TAIPEI (TVBS News) — Taiwan's premier research institution Academia Sinica (中研院) unveiled groundbreaking findings Wednesday (Aug. 20) from the "Taiwan Cancer Moonshot Project" (台灣癌症登月計畫), marking its first comprehensive genomic study of lung adenocarcinoma. The international collaboration with the Clinical Proteomic Tumor Analysis Consortium examined hundreds of cases spanning Europe, America, and Asia, revealing critical disease mechanisms and identifying a dangerous "late-stage-like" subtype in early-stage cancers.

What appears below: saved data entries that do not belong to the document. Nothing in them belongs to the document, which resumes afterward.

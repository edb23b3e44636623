//! Response-time buckets used to grade scrape durations.

use std::time::Duration;

use crate::types::ScrapeResult;

/// A named response-time range, `[from, to)`.
#[derive(Debug, Clone, Copy, PartialEq, Eq)]
pub struct Bucket {
    /// Human-readable grade.
    pub name: &'static str,
    /// Inclusive lower bound.
    pub from: Duration,
    /// Exclusive upper bound.
    pub to: Duration,
}

impl Bucket {
    const fn millis(name: &'static str, from: u64, to: u64) -> Self {
        Self {
            name,
            from: Duration::from_millis(from),
            to: Duration::from_millis(to),
        }
    }

    /// Whether `duration` falls in this bucket.
    pub fn contains(&self, duration: Duration) -> bool {
        duration >= self.from && duration < self.to
    }
}

const BUCKETS: [Bucket; 10] = [
    Bucket::millis("awesome", 0, 50),
    Bucket::millis("great", 50, 100),
    Bucket::millis("ok, google loves you", 100, 200),
    Bucket::millis("not too good, but still ok", 200, 300),
    Bucket::millis("not great", 300, 500),
    Bucket::millis("bad, users start to feel a real difference", 500, 1_000),
    Bucket::millis("really bad, you are loosing users", 1_000, 3_000),
    Bucket::millis("ouch this seems broken", 3_000, 5_000),
    Bucket::millis("catastrophic you site seems to be down", 5_000, 10_000),
    Bucket::millis("end of the world - this must not happen", 10_000, 3_600_000),
];

/// All buckets, fastest first. Contiguous from zero to one hour.
pub fn bucket_list() -> &'static [Bucket] {
    &BUCKETS
}

/// The bucket `duration` falls in, or `None` beyond the last bucket.
pub fn classify(duration: Duration) -> Option<&'static Bucket> {
    BUCKETS.iter().find(|bucket| bucket.contains(duration))
}

/// Count results per bucket, in [`bucket_list`] order.
///
/// Results slower than the last bucket are not counted.
pub fn histogram(results: &[ScrapeResult]) -> Vec<(&'static Bucket, usize)> {
    let mut counts = [0usize; BUCKETS.len()];
    for result in results {
        if let Some(index) = BUCKETS
            .iter()
            .position(|bucket| bucket.contains(result.duration()))
        {
            counts[index] += 1;
        }
    }
    BUCKETS.iter().zip(counts).collect()
}
//! Client factory: resolve an endpoint, bind a transport, wrap it in a client.
//!
//! Every call produces a fresh client owning a fresh transport. There is no
//! registry and no caching between calls.

use tracing::debug;

use super::transport::{HttpTransport, Transport, TransportConfig};

/// A client that can be built around a bound [`Transport`].
///
/// Implemented by every generated service client; the factory uses it to
/// construct clients without knowing their concrete type.
pub trait ServiceDescriptor: Sized {
    /// Endpoint path the service is served under by default.
    const DEFAULT_ENDPOINT: &'static str;

    /// Build a client that owns `transport`.
    fn from_transport(transport: Box<dyn Transport>) -> Self;
}

/// Pick the endpoint a client should be bound to.
///
/// An explicit override wins; otherwise the prefix (if any) is prepended to
/// the default endpoint.
///
/// ```
/// use walker_rpc::client::resolve_endpoint;
///
/// assert_eq!(resolve_endpoint("/service/walker", None, None), "/service/walker");
/// assert_eq!(resolve_endpoint("/service/walker", None, Some("/api")), "/api/service/walker");
/// assert_eq!(resolve_endpoint("/service/walker", Some("/x"), Some("/api")), "/x");
/// ```
pub fn resolve_endpoint(
    default_endpoint: &str,
    endpoint_override: Option<&str>,
    prefix: Option<&str>,
) -> String {
    match (endpoint_override, prefix) {
        (Some(endpoint), _) => endpoint.to_string(),
        (None, Some(prefix)) => format!("{prefix}{default_endpoint}"),
        (None, None) => default_endpoint.to_string(),
    }
}

/// Builds service clients bound to endpoints under one base URL.
///
/// The base URL supplies scheme and authority; endpoint paths such as
/// `/service/walker` are appended to it. An endpoint that is already an
/// absolute URL is used as is.
///
/// # Example
///
/// ```no_run
/// use walker_rpc::client::{ClientFactory, ServiceClient};
///
/// let factory = ClientFactory::new("http://localhost:8080");
/// let client: ServiceClient = factory.async_client(None);
/// let staging: ServiceClient = factory.prefixed_async_client("/staging");
/// ```
#[derive(Debug, Clone)]
pub struct ClientFactory {
    base_url: String,
    config: TransportConfig,
}

impl ClientFactory {
    /// Create a factory with default transport configuration.
    pub fn new(base_url: impl Into<String>) -> Self {
        Self::with_config(base_url, TransportConfig::default())
    }

    /// Create a factory whose transports use `config`.
    pub fn with_config(base_url: impl Into<String>, config: TransportConfig) -> Self {
        Self {
            base_url: base_url.into(),
            config,
        }
    }

    /// The base URL endpoints are resolved against.
    pub fn base_url(&self) -> &str {
        &self.base_url
    }

    /// Absolute URL for an endpoint path.
    pub fn endpoint_url(&self, endpoint: &str) -> String {
        if endpoint.contains("://") {
            return endpoint.to_string();
        }
        format!("{}{}", self.base_url.trim_end_matches('/'), endpoint)
    }

    /// Create a transport bound to `endpoint`.
    pub fn build_transport(&self, endpoint: &str) -> HttpTransport {
        HttpTransport::with_config(self.endpoint_url(endpoint), self.config.clone())
    }

    /// Build a client of type `C`.
    ///
    /// The endpoint is resolved with [`resolve_endpoint`] from `C`'s default.
    pub fn build<C: ServiceDescriptor>(
        &self,
        endpoint_override: Option<&str>,
        prefix: Option<&str>,
    ) -> C {
        let endpoint = resolve_endpoint(C::DEFAULT_ENDPOINT, endpoint_override, prefix);
        let transport = self.build_transport(&endpoint);
        debug!(endpoint = %transport.endpoint(), "client built");
        C::from_transport(Box::new(transport))
    }

    /// Build a client at `endpoint`, or at `C`'s default endpoint.
    pub fn async_client<C: ServiceDescriptor>(&self, endpoint: Option<&str>) -> C {
        self.build(endpoint, None)
    }

    /// Build a client at `prefix` + `C`'s default endpoint.
    pub fn prefixed_async_client<C: ServiceDescriptor>(&self, prefix: &str) -> C {
        self.build(None, Some(prefix))
    }
}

Project leader Yu-Ju Chen (陳玉如) highlighted the study's transformative potential for revolutionizing early detection and precision treatment approaches for lung adenocarcinoma. Chen noted the research uncovered multiple drug targets with significant clinical potential, creating new pathways for early intervention and treatment strategies, with findings published in the prestigious journal Cancer Cell. The research team identified mutation signatures from environmental carcinogens, including polycyclic aromatic hydrocarbons and nitrosamines, as widespread patterns among smoking-related lung adenocarcinoma cases globally.

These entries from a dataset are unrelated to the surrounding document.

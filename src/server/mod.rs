//! Walker server binding — serve the walker schema from Rust.
//!
//! - [`WalkerService`] trait — implement the backend operations
//! - [`InMemoryResults`] — in-memory results store implementing the trait
//! - [`walker_router`] — ready-made axum routes for the positional protocol
//!
//! # Quick start
//!
//! ```rust,ignore
//! use std::sync::Arc;
//! use walker_rpc::server::{walker_router, InMemoryResults};
//!
//! let results = Arc::new(InMemoryResults::new("https://example.com"));
//! let app = walker_router(results.clone());
//!
//! // Feed results from the crawler as they arrive:
//! results.insert_result(scrape_result).await;
//! ```

pub mod axum_integration;
pub mod results;
pub mod service;

pub use axum_integration::{walker_router, walker_router_at, with_cors};
pub use results::{filter_options, matches, InMemoryResults};
pub use service::WalkerService;
//! Axum integration — serve the walker schema over HTTP.
//!
//! [`walker_router`] creates an axum `Router` with one route,
//! `POST {endpoint}/{operation}`. The body is the positional argument array;
//! the response is the positional result array. Arguments and results are
//! checked against [`WALKER_SCHEMA`], the same schema the client uses.
//!
//! | Status | When |
//! |--------|------|
//! | `200` | JSON array of results in declared order |
//! | `400` | body is not JSON, or arity/kind mismatch against the schema |
//! | `404` | operation not in the schema |
//! | `500` | the service failed |
//!
//! # Example
//!
//! ```rust,ignore
//! use std::sync::Arc;
//! use walker_rpc::server::{walker_router, with_cors, InMemoryResults};
//!
//! let results = Arc::new(InMemoryResults::new("https://example.com"));
//! let app = with_cors(walker_router(results));
//!
//! let listener = tokio::net::TcpListener::bind("0.0.0.0:8080").await?;
//! axum::serve(listener, app).await?;
//! ```

use std::sync::Arc;

use axum::body::Bytes;
use axum::extract::{Path, State};
use axum::http::StatusCode;
use axum::response::{IntoResponse, Json, Response};
use axum::routing::post;
use axum::Router;
use serde::Serialize;
use serde_json::Value;
use tower_http::cors::CorsLayer;
use tracing::{debug, warn};

use crate::error::{RpcError, RpcResult};
use crate::schema::{OperationSchema, GET_RESULTS, GET_STATUS, WALKER_SCHEMA};
use crate::types::Filters;

use super::service::WalkerService;

/// Shared state for the axum routes.
struct AppState {
    service: Arc<dyn WalkerService>,
}

/// Create a router serving `service` at the default endpoint (`/service/walker`).
pub fn walker_router(service: Arc<dyn WalkerService>) -> Router {
    walker_router_at(service, WALKER_SCHEMA.default_endpoint)
}

/// Create a router serving `service` under `endpoint`.
pub fn walker_router_at(service: Arc<dyn WalkerService>, endpoint: &str) -> Router {
    let state = Arc::new(AppState { service });
    let path = format!("{}/{{operation}}", endpoint.trim_end_matches('/'));

    Router::new()
        .route(&path, post(handle_call))
        .with_state(state)
}

/// Allow the dashboard to call the service from another origin.
pub fn with_cors(router: Router) -> Router {
    router.layer(CorsLayer::permissive())
}

async fn handle_call(
    State(state): State<Arc<AppState>>,
    Path(operation): Path<String>,
    body: Bytes,
) -> Response {
    debug!(%operation, "walker call received");

    match dispatch(&state, &operation, &body).await {
        Ok(value) => Json(value).into_response(),
        Err(err) => {
            warn!(%operation, error = %err, "walker call rejected");
            let status = StatusCode::from_u16(err.status_code())
                .unwrap_or(StatusCode::INTERNAL_SERVER_ERROR);
            (status, err.to_string()).into_response()
        }
    }
}

async fn dispatch(state: &AppState, operation: &str, body: &[u8]) -> RpcResult<Value> {
    let schema = WALKER_SCHEMA
        .operation(operation)
        .ok_or_else(|| RpcError::UnknownOperation(operation.to_string()))?;

    let args: Value = if body.is_empty() {
        Value::Array(Vec::new())
    } else {
        serde_json::from_slice(body)?
    };
    let mut args = schema.decode_args(args)?;

    match schema.name {
        name if name == GET_RESULTS.name => {
            let filters: Filters = args.next_field()?;
            let page: i64 = args.next_field()?;
            let page_size: i64 = args.next_field()?;
            let response = state.service.get_results(filters, page, page_size).await?;
            encode(
                schema,
                vec![
                    to_result(&response.filter_options)?,
                    to_result(&response.results)?,
                    Value::from(response.num_pages),
                ],
            )
        }
        name if name == GET_STATUS.name => {
            let status = state.service.get_status().await?;
            encode(schema, vec![to_result(&status)?])
        }
        name => Err(RpcError::UnknownOperation(name.to_string())),
    }
}

fn to_result(value: &impl Serialize) -> RpcResult<Value> {
    serde_json::to_value(value)
        .map_err(|e| RpcError::Service(format!("failed to serialize result: {e}")))
}

fn encode(schema: &OperationSchema, values: Vec<Value>) -> RpcResult<Value> {
    schema
        .encode_results(values)
        .map_err(|e| RpcError::Service(format!("result does not match schema: {e}")))
}
//! Error types for positional RPC calls against the walker service.
//!
//! Every failure is returned through [`RpcResult`]; no layer turns a failed
//! call into data. The variants fall into three groups:
//! - transport failures (the round trip itself failed)
//! - decode failures (the body is not JSON, or does not match the schema)
//! - server-side rejections used by the axum binding

/// Unified error type for client and server sides of the walker RPC protocol.
#[derive(Debug, Clone, thiserror::Error)]
pub enum RpcError {
    // -- Transport failures --
    /// Connection failed, request could not be sent, or the body could not be read.
    #[error("Transport error: {0}")]
    Transport(String),

    /// The request exceeded the configured timeout.
    #[error("Timeout: {0}")]
    Timeout(String),

    /// Non-2xx HTTP status with the response body.
    #[error("HTTP {status}: {body}")]
    Http {
        /// HTTP status code.
        status: u16,
        /// Response body text.
        body: String,
    },

    // -- Decode failures --
    /// The response body is not valid JSON.
    #[error("Invalid JSON: {message}")]
    InvalidJson {
        /// Parser error message.
        message: String,
        /// The raw body that failed to parse (empty when unavailable).
        body: String,
    },

    /// The positional response or argument list has the wrong length.
    #[error("{operation}: expected {expected} positional values, got {actual}")]
    Arity {
        /// Operation name.
        operation: String,
        /// Arity declared by the schema.
        expected: usize,
        /// Arity actually received.
        actual: usize,
    },

    /// A positional value does not match the declared field.
    #[error("{operation}: cannot decode field '{field}': {message}")]
    Decode {
        /// Operation name.
        operation: String,
        /// Declared field name at the offending position.
        field: String,
        /// What went wrong.
        message: String,
    },

    // -- Server-side rejections --
    /// The operation is not part of the service schema.
    #[error("Unknown operation: {0}")]
    UnknownOperation(String),

    /// Arguments were well-formed but semantically invalid.
    #[error("Invalid params: {0}")]
    InvalidParams(String),

    /// The service implementation failed.
    #[error("Service error: {0}")]
    Service(String),

    /// Catch-all for errors that don't fit other categories.
    #[error("{0}")]
    Other(String),
}

/// Convenience result type for walker RPC operations.
pub type RpcResult<T> = Result<T, RpcError>;

impl RpcError {
    /// Create an `InvalidJson` error without a retained body.
    pub fn invalid_json(message: impl Into<String>) -> Self {
        Self::InvalidJson {
            message: message.into(),
            body: String::new(),
        }
    }

    /// Create a `Decode` error for a named field of an operation.
    pub fn decode(
        operation: impl Into<String>,
        field: impl Into<String>,
        message: impl Into<String>,
    ) -> Self {
        Self::Decode {
            operation: operation.into(),
            field: field.into(),
            message: message.into(),
        }
    }

    /// True when the network round trip itself failed.
    pub fn is_transport_failure(&self) -> bool {
        matches!(
            self,
            RpcError::Transport(_) | RpcError::Timeout(_) | RpcError::Http { .. }
        )
    }

    /// True when a response arrived but could not be turned into the declared result.
    pub fn is_decode_failure(&self) -> bool {
        matches!(
            self,
            RpcError::InvalidJson { .. } | RpcError::Arity { .. } | RpcError::Decode { .. }
        )
    }

    /// HTTP status the server binding answers with when it reports this error.
    pub fn status_code(&self) -> u16 {
        match self {
            RpcError::UnknownOperation(_) => 404,
            RpcError::InvalidJson { .. }
            | RpcError::Arity { .. }
            | RpcError::Decode { .. }
            | RpcError::InvalidParams(_) => 400,
            RpcError::Http { status, .. } => *status,
            RpcError::Timeout(_) => 504,
            RpcError::Transport(_) => 502,
            RpcError::Service(_) | RpcError::Other(_) => 500,
        }
    }
}

impl From<serde_json::Error> for RpcError {
    fn from(err: serde_json::Error) -> Self {
        RpcError::invalid_json(err.to_string())
    }
}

The research systematically categorized tumors into distinct subgroups linked to common carcinogens, emphasizing the global importance of environmental factors in lung adenocarcinoma development worldwide. Chen detailed how proteomic analysis revealed three major cancer subtypes, with the particularly concerning C2 "late-stage-like" subtype exhibiting molecular patterns resembling advanced tumors despite appearing in early-stage disease. This discovery represents a crucial breakthrough in understanding cancer progression mechanisms.
Chen identified significant gender-specific influences in cancer development, observing that male patients typically encounter external carcinogens like smoking and pollution exposure, while female patients show greater susceptibility to internal carcinogenic factors. The researcher emphasized that future therapeutic approaches could be personalized according to gender differences and specific carcinogenic pathways. The groundbreaking study established new treatment directions by targeting proteins and phosphorylation sites with elevated expression in particular subtypes, creating a comprehensive blueprint for diverse therapeutic strategies.